El cumpleaños de Isabel se aproximaba. Irenne había intentado contestar su carta, pero todos sus esfuerzos se habían convertido en bolas de papel acumuladas en el cesto de basura. Como cualquier poeta al que no le gusta su obra porque carece de inspiración.

Marcos llegó esa tarde a casa de los Riveira. Luis lo recibió con desgano. El joven percibió que su visita ya no era grata como en otras ocasiones. Charló un poco con él y en seguida pidió permiso para llevar a Irenne al cine. Estela asintió complacida. Su esposo no tuvo más remedio que llamar a su hija.

Con la alegría de siempre, Irenne salió de su cuarto poniéndose descuidadamente un abrigo con figuras simétricas de cuadros y rectángulos blancos y negros; llevaba puestas unas botas negras de piel que le subían casi hasta las rodillas.

—Tienen que volver temprano —aclaró Luis mientras escudriñaba a la pareja. La seriedad de su rostro los tomó por sorpresa—. Recuerda que mañana tienes que ir a la academia y en la tarde te presentarás con Simón Swanson. Ya te asignaron un lugar especial. Hubieras hecho la invitación un viernes, Marcos —reprendió al joven con frialdad—. Tú también trabajas mañana.

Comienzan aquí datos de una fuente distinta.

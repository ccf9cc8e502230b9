use serde::{Deserialize, Serialize};

use super::b64;

/// Opaque routing key of a row.
#[derive(Debug, Clone, PartialEq, Eq, PartialOrd, Ord, Hash, Serialize, Deserialize)]
#[serde(transparent)]
pub struct KeyspaceId(#[serde(with = "b64")] pub Vec<u8>);

impl KeyspaceId {
    pub fn new(raw: impl AsRef<[u8]>) -> Self { KeyspaceId(raw.as_ref().to_vec()) }
}

/// Half-open `[start, end)` range of keyspace ids. Empty bounds are unbounded.
#[derive(Debug, Clone, Default, PartialEq, Eq, Serialize, Deserialize)]
pub struct KeyRange {
    #[serde(with = "b64")]
    pub start: Vec<u8>,
    #[serde(with = "b64")]
    pub end: Vec<u8>,
}

impl KeyRange {
    pub fn new(start: impl AsRef<[u8]>, end: impl AsRef<[u8]>) -> Self {
        Self { start: start.as_ref().to_vec(), end: end.as_ref().to_vec() }
    }
}

/// Replica class a query should be served by.
#[derive(Debug, Clone, Copy, Default, PartialEq, Eq, PartialOrd, Ord, Hash, Serialize, Deserialize)]
#[serde(rename_all = "lowercase")]
pub enum TabletType {
    #[default]
    Unknown,
    Master,
    Replica,
    Rdonly,
    Spare,
    Batch,
}

#[derive(Debug, Clone, Copy, Default, PartialEq, Eq, Serialize, Deserialize)]
#[serde(rename_all = "lowercase")]
pub enum KeyspaceIdType {
    #[default]
    Unset,
    Uint64,
    Bytes,
}

#[cfg(test)]
mod tests {
    use super::*;

    #[test]
    fn tablet_type_is_a_json_map_key() {
        let mut m = std::collections::BTreeMap::new();
        m.insert(TabletType::Master, "other_keyspace".to_string());
        let text = serde_json::to_string(&m).unwrap();
        assert_eq!(text, r#"{"master":"other_keyspace"}"#);
        let back: std::collections::BTreeMap<TabletType, String> = serde_json::from_str(&text).unwrap();
        assert_eq!(back, m);
    }
}
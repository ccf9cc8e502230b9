//! Method-name dispatch for message-oriented bindings: decode a JSON body into the typed request,
//! call the service, encode the typed reply.

use serde::de::DeserializeOwned;
use serde::Serialize;

use super::service::{GateService, StreamSink};
use crate::error::{GateError, GateResult};
use crate::identity::RequestContext;
use crate::proto::{BeginRequest, Method, SessionRequest, SrvKeyspaceRequest, StreamKind};

fn decode<T: DeserializeOwned>(body: serde_json::Value) -> GateResult<T> {
    Ok(serde_json::from_value(body)?)
}

fn encode<T: Serialize>(reply: T) -> GateResult<serde_json::Value> {
    Ok(serde_json::to_value(reply)?)
}

pub async fn dispatch_unary(
    service: &dyn GateService,
    ctx: &RequestContext,
    method: Method,
    body: serde_json::Value,
) -> GateResult<serde_json::Value> {
    match method {
        Method::Execute => encode(service.execute(ctx, decode(body)?).await?),
        Method::ExecuteShard => encode(service.execute_shard(ctx, decode(body)?).await?),
        Method::ExecuteKeyspaceIds => encode(service.execute_keyspace_ids(ctx, decode(body)?).await?),
        Method::ExecuteKeyRanges => encode(service.execute_key_ranges(ctx, decode(body)?).await?),
        Method::ExecuteEntityIds => encode(service.execute_entity_ids(ctx, decode(body)?).await?),
        Method::ExecuteBatchShard => encode(service.execute_batch_shard(ctx, decode(body)?).await?),
        Method::ExecuteBatchKeyspaceIds => encode(service.execute_batch_keyspace_ids(ctx, decode(body)?).await?),
        Method::Begin | Method::Begin2 => {
            let _req: BeginRequest = decode(body)?;
            encode(service.begin(ctx).await?)
        }
        Method::Commit | Method::Commit2 => {
            let req: SessionRequest = decode(body)?;
            service.commit(ctx, req.session).await?;
            Ok(serde_json::Value::Null)
        }
        Method::Rollback | Method::Rollback2 => {
            let req: SessionRequest = decode(body)?;
            service.rollback(ctx, req.session).await?;
            Ok(serde_json::Value::Null)
        }
        Method::SplitQuery => encode(service.split_query(ctx, decode(body)?).await?),
        Method::GetSrvKeyspace => {
            let req: SrvKeyspaceRequest = decode(body)?;
            encode(service.get_srv_keyspace(ctx, req.keyspace).await?)
        }
        m => Err(GateError::transport(format!("{} is a streaming method", m))),
    }
}

pub async fn dispatch_stream(
    service: &dyn GateService,
    ctx: &RequestContext,
    method: Method,
    body: serde_json::Value,
    sink: StreamSink,
) -> GateResult<()> {
    match method.stream_kind() {
        Some(StreamKind::Execute) => service.stream_execute(ctx, decode(body)?, sink).await,
        Some(StreamKind::Shard) => service.stream_execute_shard(ctx, decode(body)?, sink).await,
        Some(StreamKind::KeyRanges) => service.stream_execute_key_ranges(ctx, decode(body)?, sink).await,
        Some(StreamKind::KeyspaceIds) => service.stream_execute_keyspace_ids(ctx, decode(body)?, sink).await,
        None => Err(GateError::transport(format!("{} is not a streaming method", method))),
    }
}
//! Fault injection for the reference server.

use tokio::sync::oneshot;

/// Text of the error every handler returns in declared-error mode.
pub const BACKEND_SENTINEL: &str = "test shardgate error";
/// Message of the panic raised in injected-fault mode.
pub const FORCED_PANIC_MESSAGE: &str = "test forced panic";
/// Prefix the boundary puts in front of every converted panic.
pub const PANIC_MARKER: &str = "uncaught panic";

#[derive(Debug, Clone, Copy, Default, PartialEq, Eq, Hash)]
pub enum FaultMode {
    #[default]
    Normal,
    /// Handlers fail with `BACKEND_SENTINEL`. Streams first emit their descriptors and then
    /// hold until released.
    DeclaredError,
    /// Handlers panic with `FORCED_PANIC_MESSAGE`.
    InjectedFault,
}

impl FaultMode {
    pub fn as_str(self) -> &'static str {
        match self {
            FaultMode::Normal => "normal",
            FaultMode::DeclaredError => "declared_error",
            FaultMode::InjectedFault => "injected_fault",
        }
    }
}

impl std::fmt::Display for FaultMode {
    fn fmt(&self, f: &mut std::fmt::Formatter<'_>) -> std::fmt::Result { f.write_str(self.as_str()) }
}

/// Waiting half of a one-shot release gate, held by the server until a stream consumes it.
#[derive(Debug)]
pub struct ReleaseGate {
    rx: oneshot::Receiver<()>,
}

/// Releasing half, held by whoever drives the stream.
#[derive(Debug)]
pub struct ReleaseHandle {
    tx: oneshot::Sender<()>,
}

/// Returns a fresh, unfired gate pair.
pub fn release_gate() -> (ReleaseGate, ReleaseHandle) {
    let (tx, rx) = oneshot::channel();
    (ReleaseGate { rx }, ReleaseHandle { tx })
}

impl ReleaseGate {
    /// Resolves when released. Returns `false` if the handle was dropped without releasing.
    pub async fn wait(self) -> bool {
        self.rx.await.is_ok()
    }
}

impl ReleaseHandle {
    /// Consumes the handle, so a gate can fire at most once.
    pub fn release(self) {
        let _ = self.tx.send(());
    }
}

—¡No te preocupes, Luis! Estaré más fresca que una lechuga el día de mañana. ¡No haré ningún papelón y seré muy eficiente! —prometió Irenne, esperando que el humor de Luis cambiara, pero este solo se limitó a darles la espalda para ponerse al lado de Estela.

Sin nada más qué decir, los jóvenes salieron aún sintiéndose contrariados y confusos por la actitud de Luis. En los últimos tiempos, los altercados entre Luis y Marcos eran frecuentes. Discutía con él por cosas sin importancia. En temas en los que con anterioridad sus opiniones concordaban, simplemente Luis le llevaba la contraria sin más. Marcos intentaba conservar su ecuanimidad y no verse inmiscuido en un problema con su superior. Después de todo, él había sido amable y lo había hecho sentir como parte de su familia. Sin embargo, entre más frecuentaba a Irenne, parecía irritarse más.

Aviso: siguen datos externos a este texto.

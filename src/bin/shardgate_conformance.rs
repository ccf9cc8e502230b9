//!
//! shardgate_conformance
//! ---------------------
//! Starts the reference server in-process and runs the conformance suite against it, first over
//! the in-process binding and then over the binding named by `--protocol`. For any protocol other
//! than `mem` the reference server is served over HTTP/WebSocket on `--address` (an ephemeral
//! loopback port when unset) and the binding dials that address. Prints one report per binding
//! and exits non-zero if any scenario failed.
//!
//! Example:
//!   cargo run --bin shardgate_conformance -- --protocol http --address 127.0.0.1:15991
//!

use std::sync::Arc;

use anyhow::Result;
use tracing::info;

use shardgate::config::{has_flag, GateConfig};
use shardgate::conformance::{run_registered, SuiteReport};
use shardgate::conn::{self, mem};
use shardgate::fixtures::FixtureRegistry;
use shardgate::server::{http, GateService, ReferenceServer};

const MEM_PROTOCOL: &str = "mem";

fn print_usage() {
    println!(
        "shardgate_conformance\n\nUSAGE:\n  shardgate_conformance [--protocol NAME] [--address HOST:PORT] [--timeout-ms N] [--mem-only]\n\nOPTIONS:\n  --protocol NAME        Dialer to test after the in-process run (env: SHARDGATE_PROTOCOL, default http)\n  --address HOST:PORT    Where the reference server listens and the dialer connects (env: SHARDGATE_ADDRESS, default ephemeral loopback port)\n  --timeout-ms N         Dial timeout in milliseconds (env: SHARDGATE_DIAL_TIMEOUT_MS, default 5000)\n  --mem-only             Only run the in-process binding\n\nSHARDGATE_SCENARIO_TIMEOUT_MS bounds each scenario (default 10000).\n"
    );
}

fn print_report(binding: &str, report: &SuiteReport) {
    println!("== {} binding ==", binding);
    println!("{}", report);
}

#[tokio::main]
async fn main() -> Result<()> {
    let _ = tracing_subscriber::fmt()
        .with_env_filter(
            tracing_subscriber::EnvFilter::try_from_default_env()
                .unwrap_or_else(|_| tracing_subscriber::EnvFilter::new("info")),
        )
        .try_init();

    let args: Vec<String> = std::env::args().collect();
    if has_flag(&args, "--help") || has_flag(&args, "-h") {
        print_usage();
        return Ok(());
    }
    let cfg = GateConfig::load();
    let fixtures = Arc::new(FixtureRegistry::canonical());
    let mut failed = false;

    let server = Arc::new(ReferenceServer::new(fixtures.clone()));
    let service: Arc<dyn GateService> = server.clone();
    conn::register_dialer(MEM_PROTOCOL, mem::dialer(service));
    let report = run_registered(MEM_PROTOCOL, server, "", cfg.dial_timeout, cfg.scenario_timeout).await?;
    print_report(MEM_PROTOCOL, &report);
    failed |= !report.passed();

    if !has_flag(&args, "--mem-only") && cfg.protocol != MEM_PROTOCOL {
        let server = Arc::new(ReferenceServer::new(fixtures));
        let service: Arc<dyn GateService> = server.clone();
        let listen = cfg.address.as_deref().unwrap_or("127.0.0.1:0");
        let (addr, handle) = http::spawn_at(listen, service).await?;
        info!("reference server for {} binding on {}", cfg.protocol, addr);
        let res = run_registered(&cfg.protocol, server, &addr.to_string(), cfg.dial_timeout, cfg.scenario_timeout).await;
        handle.abort();
        let report = res?;
        print_report(&cfg.protocol, &report);
        failed |= !report.passed();
    }

    if failed {
        std::process::exit(1);
    }
    Ok(())
}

—¡Cualquiera diría que estás celoso! —se burló Estela mientras se abrochaba su camisón de lana y le dirigía a su esposo una sonrisa con sorna—. ¿Tan mal te cae Marcos? ¿Qué te ha hecho ahora para que lo hayas bajado del pedestal donde lo tenías?

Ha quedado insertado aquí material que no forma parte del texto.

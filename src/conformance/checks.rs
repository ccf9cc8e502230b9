//! Assertion helpers shared by the scenario bodies.

use std::fmt::Debug;

use anyhow::{bail, ensure, Result};

use crate::error::GateResult;
use crate::server::{FaultMode, BACKEND_SENTINEL, FORCED_PANIC_MESSAGE, PANIC_MARKER};

/// Substrings a failure must carry in a given fault mode.
pub fn fault_needles(mode: FaultMode) -> Vec<String> {
    match mode {
        FaultMode::Normal => Vec::new(),
        FaultMode::DeclaredError => vec![BACKEND_SENTINEL.to_string()],
        FaultMode::InjectedFault => vec![format!("{}: {}", PANIC_MARKER, FORCED_PANIC_MESSAGE), PANIC_MARKER.to_string()],
    }
}

pub fn expect_error_containing<T: Debug>(what: &str, res: GateResult<T>, needles: &[String]) -> Result<()> {
    match res {
        Ok(v) => bail!("{}: got {:?}, want an error containing {:?}", what, v, needles),
        Err(e) => {
            let msg = e.to_string();
            for needle in needles {
                ensure!(msg.contains(needle.as_str()), "{}: error {:?} does not contain {:?}", what, msg, needle);
            }
            Ok(())
        }
    }
}

pub fn expect_error_exact<T: Debug>(what: &str, res: GateResult<T>, want: &str) -> Result<()> {
    match res {
        Ok(v) => bail!("{}: got {:?}, want error {:?}", what, v, want),
        Err(e) => {
            ensure!(e.to_string() == want, "{}: got error {:?}, want {:?}", what, e.to_string(), want);
            Ok(())
        }
    }
}

pub fn expect_ok<T>(what: &str, res: GateResult<T>) -> Result<T> {
    res.map_err(|e| anyhow::anyhow!("{}: unexpected error: {}", what, e))
}

pub fn expect_equal<T: Debug + PartialEq>(what: &str, got: &T, want: &T) -> Result<()> {
    ensure!(got == want, "{}: got {:?}, want {:?}", what, got, want);
    Ok(())
}

#[cfg(test)]
mod tests {
    use super::*;
    use crate::error::GateError;

    #[test]
    fn needles_per_mode() {
        assert!(fault_needles(FaultMode::Normal).is_empty());
        let panic_text = "uncaught panic: test forced panic\nstack";
        let res: GateResult<()> = Err(GateError::panic(panic_text));
        assert!(expect_error_containing("x", res, &fault_needles(FaultMode::InjectedFault)).is_ok());
        let res: GateResult<()> = Err(GateError::backend("other"));
        assert!(expect_error_containing("x", res, &fault_needles(FaultMode::DeclaredError)).is_err());
    }

    #[test]
    fn exact_match_rejects_success() {
        assert!(expect_error_exact("x", Ok::<u8, GateError>(1), "app error").is_err());
        assert!(expect_error_exact::<u8>("x", Err(GateError::application("app error")), "app error").is_ok());
    }
}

—Yo no lo tenía en ningún pedestal. Es solo que pienso que es un joven imprudente. Supuse que era más centrado, pero parece que olvida lo que son los modales. ¡Venir por Irenne a las nueve de la noche! ¿Te parece eso correcto?

—Si no te parecía correcto no debiste dejarla salir.

—Lo hago porque Irenne le tiene aprecio, y aunque sea así, aún confío en él.

—Dime la verdad, cariño —dijo ella mientras sacaba del gran armario el traje de vestir que Luis usaría al día siguiente—. ¿Es porque Marcos no muestra interés por Isabel?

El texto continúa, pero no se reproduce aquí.